/---
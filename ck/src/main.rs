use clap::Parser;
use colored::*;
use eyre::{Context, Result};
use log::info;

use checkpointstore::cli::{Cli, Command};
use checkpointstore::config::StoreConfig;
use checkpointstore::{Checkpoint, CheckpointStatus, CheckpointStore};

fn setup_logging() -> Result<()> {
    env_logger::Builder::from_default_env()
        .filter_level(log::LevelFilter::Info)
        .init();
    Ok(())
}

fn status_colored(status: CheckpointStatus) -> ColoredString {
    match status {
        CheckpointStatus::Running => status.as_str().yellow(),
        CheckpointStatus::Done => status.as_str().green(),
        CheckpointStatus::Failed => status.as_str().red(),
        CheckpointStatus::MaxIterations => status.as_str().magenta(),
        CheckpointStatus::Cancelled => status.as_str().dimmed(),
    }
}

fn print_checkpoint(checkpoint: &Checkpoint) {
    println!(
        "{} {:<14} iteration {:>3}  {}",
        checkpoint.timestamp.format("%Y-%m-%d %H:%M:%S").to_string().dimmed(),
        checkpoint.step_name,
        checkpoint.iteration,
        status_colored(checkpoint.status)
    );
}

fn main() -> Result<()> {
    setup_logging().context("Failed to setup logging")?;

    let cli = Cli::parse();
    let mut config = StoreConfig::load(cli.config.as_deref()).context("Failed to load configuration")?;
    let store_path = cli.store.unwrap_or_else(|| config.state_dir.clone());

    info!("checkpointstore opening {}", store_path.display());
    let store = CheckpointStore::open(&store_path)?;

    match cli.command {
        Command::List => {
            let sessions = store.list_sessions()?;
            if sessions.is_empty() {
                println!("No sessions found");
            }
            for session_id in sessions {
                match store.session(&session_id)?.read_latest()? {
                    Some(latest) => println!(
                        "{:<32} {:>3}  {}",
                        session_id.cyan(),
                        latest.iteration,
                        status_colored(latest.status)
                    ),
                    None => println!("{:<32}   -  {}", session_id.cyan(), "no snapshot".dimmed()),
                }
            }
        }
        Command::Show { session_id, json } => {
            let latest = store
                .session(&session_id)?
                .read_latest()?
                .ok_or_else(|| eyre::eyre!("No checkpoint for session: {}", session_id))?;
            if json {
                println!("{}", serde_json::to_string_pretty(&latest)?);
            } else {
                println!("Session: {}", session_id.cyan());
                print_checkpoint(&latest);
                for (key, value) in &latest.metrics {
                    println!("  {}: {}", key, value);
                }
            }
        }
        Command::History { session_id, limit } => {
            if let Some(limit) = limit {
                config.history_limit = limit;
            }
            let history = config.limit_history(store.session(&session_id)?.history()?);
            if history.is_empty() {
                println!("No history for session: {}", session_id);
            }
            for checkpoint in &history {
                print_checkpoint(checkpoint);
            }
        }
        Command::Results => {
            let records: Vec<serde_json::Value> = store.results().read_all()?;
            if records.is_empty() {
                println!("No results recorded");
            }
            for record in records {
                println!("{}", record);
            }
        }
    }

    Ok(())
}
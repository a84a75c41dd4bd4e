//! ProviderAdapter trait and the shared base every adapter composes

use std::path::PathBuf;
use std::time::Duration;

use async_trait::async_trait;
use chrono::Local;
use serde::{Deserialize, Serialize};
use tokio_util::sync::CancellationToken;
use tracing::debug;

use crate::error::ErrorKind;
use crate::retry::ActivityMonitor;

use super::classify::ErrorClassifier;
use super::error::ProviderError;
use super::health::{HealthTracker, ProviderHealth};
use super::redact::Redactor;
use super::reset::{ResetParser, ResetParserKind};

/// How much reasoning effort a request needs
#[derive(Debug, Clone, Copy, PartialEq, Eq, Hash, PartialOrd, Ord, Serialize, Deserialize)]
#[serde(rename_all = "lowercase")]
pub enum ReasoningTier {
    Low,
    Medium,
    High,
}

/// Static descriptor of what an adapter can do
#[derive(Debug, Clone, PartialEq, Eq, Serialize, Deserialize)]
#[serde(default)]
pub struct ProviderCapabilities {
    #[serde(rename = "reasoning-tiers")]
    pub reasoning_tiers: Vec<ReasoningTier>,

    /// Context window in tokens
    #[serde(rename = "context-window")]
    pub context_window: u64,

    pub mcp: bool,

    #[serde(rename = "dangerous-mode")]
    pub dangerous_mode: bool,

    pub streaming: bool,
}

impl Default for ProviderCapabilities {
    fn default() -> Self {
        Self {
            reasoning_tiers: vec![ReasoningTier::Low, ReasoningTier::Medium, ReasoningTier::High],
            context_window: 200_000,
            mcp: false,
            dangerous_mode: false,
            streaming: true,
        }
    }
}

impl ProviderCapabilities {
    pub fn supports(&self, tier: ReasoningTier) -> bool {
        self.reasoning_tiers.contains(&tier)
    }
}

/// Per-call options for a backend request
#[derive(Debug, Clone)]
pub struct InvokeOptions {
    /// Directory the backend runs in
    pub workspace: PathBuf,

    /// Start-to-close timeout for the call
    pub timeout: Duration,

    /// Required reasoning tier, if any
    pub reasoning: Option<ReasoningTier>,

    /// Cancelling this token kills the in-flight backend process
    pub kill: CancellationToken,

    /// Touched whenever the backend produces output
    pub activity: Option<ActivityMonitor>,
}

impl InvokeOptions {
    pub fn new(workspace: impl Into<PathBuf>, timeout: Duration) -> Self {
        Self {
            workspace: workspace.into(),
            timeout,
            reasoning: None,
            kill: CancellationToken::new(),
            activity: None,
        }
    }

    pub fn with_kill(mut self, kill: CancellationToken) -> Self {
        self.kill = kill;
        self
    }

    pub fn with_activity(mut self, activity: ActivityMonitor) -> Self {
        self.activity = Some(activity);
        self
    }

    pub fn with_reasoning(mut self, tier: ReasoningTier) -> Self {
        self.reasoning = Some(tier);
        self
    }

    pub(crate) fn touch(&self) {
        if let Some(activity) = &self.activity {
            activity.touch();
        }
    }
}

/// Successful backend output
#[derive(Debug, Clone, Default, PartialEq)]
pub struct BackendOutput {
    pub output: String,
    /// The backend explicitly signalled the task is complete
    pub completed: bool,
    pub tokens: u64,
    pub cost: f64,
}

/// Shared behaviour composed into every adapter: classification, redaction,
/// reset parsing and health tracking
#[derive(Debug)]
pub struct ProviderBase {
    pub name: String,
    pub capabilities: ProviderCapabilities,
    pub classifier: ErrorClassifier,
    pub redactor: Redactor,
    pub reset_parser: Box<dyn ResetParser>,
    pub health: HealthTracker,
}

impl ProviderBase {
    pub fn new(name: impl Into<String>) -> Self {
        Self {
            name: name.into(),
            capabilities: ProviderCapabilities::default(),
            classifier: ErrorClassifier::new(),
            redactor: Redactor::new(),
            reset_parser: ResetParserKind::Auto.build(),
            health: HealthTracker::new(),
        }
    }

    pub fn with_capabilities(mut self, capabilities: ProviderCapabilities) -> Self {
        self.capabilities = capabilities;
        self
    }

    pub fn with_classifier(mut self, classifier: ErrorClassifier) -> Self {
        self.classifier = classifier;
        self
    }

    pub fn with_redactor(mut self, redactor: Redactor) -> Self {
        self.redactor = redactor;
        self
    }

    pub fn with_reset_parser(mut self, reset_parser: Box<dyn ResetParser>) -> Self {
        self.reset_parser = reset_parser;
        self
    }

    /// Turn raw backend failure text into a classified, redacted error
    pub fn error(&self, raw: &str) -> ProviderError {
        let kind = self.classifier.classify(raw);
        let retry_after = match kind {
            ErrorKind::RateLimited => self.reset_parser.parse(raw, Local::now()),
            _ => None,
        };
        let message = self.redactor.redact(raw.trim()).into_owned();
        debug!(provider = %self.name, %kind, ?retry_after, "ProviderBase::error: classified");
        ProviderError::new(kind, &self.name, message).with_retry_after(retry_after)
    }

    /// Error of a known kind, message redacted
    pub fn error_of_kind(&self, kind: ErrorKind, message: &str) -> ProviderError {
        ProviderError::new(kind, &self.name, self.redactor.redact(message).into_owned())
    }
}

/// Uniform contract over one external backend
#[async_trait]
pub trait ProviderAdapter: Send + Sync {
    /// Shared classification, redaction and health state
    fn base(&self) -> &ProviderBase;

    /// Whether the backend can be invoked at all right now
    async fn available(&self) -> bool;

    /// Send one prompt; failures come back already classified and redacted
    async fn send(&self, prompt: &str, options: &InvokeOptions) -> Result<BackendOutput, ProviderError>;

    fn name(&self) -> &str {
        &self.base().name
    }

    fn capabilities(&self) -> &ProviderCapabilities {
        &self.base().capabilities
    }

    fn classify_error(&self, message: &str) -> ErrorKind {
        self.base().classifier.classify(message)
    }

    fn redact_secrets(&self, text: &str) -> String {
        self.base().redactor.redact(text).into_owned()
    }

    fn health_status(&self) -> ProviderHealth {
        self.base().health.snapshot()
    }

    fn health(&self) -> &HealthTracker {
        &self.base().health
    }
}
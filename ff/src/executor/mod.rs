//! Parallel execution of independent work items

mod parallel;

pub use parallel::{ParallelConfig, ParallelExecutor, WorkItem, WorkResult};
\---
> **TASK**: Working from the material above, retype exactly the lines from the one with "use std::time::Duration;" through the one with "self.reasoning_tiers.contains(&tier)", both included, and only those lines.

> **REPLY TO THE TASK**:
use std::time::Duration;

use async_trait::async_trait;
use chrono::Local;
use serde::{Deserialize, Serialize};
use tokio_util::sync::CancellationToken;
use tracing::debug;

use crate::error::ErrorKind;
use crate::retry::ActivityMonitor;

use super::classify::ErrorClassifier;
use super::error::ProviderError;
use super::health::{HealthTracker, ProviderHealth};
use super::redact::Redactor;
use super::reset::{ResetParser, ResetParserKind};

/// How much reasoning effort a request needs
#[derive(Debug, Clone, Copy, PartialEq, Eq, Hash, PartialOrd, Ord, Serialize, Deserialize)]
#[serde(rename_all = "lowercase")]
pub enum ReasoningTier {
    Low,
    Medium,
    High,
}

/// Static descriptor of what an adapter can do
#[derive(Debug, Clone, PartialEq, Eq, Serialize, Deserialize)]
#[serde(default)]
pub struct ProviderCapabilities {
    #[serde(rename = "reasoning-tiers")]
    pub reasoning_tiers: Vec<ReasoningTier>,

    /// Context window in tokens
    #[serde(rename = "context-window")]
    pub context_window: u64,

    pub mcp: bool,

    #[serde(rename = "dangerous-mode")]
    pub dangerous_mode: bool,

    pub streaming: bool,
}

impl Default for ProviderCapabilities {
    fn default() -> Self {
        Self {
            reasoning_tiers: vec![ReasoningTier::Low, ReasoningTier::Medium, ReasoningTier::High],
            context_window: 200_000,
            mcp: false,
            dangerous_mode: false,
            streaming: true,
        }
    }
}

impl ProviderCapabilities {
    pub fn supports(&self, tier: ReasoningTier) -> bool {
        self.reasoning_tiers.contains(&tier)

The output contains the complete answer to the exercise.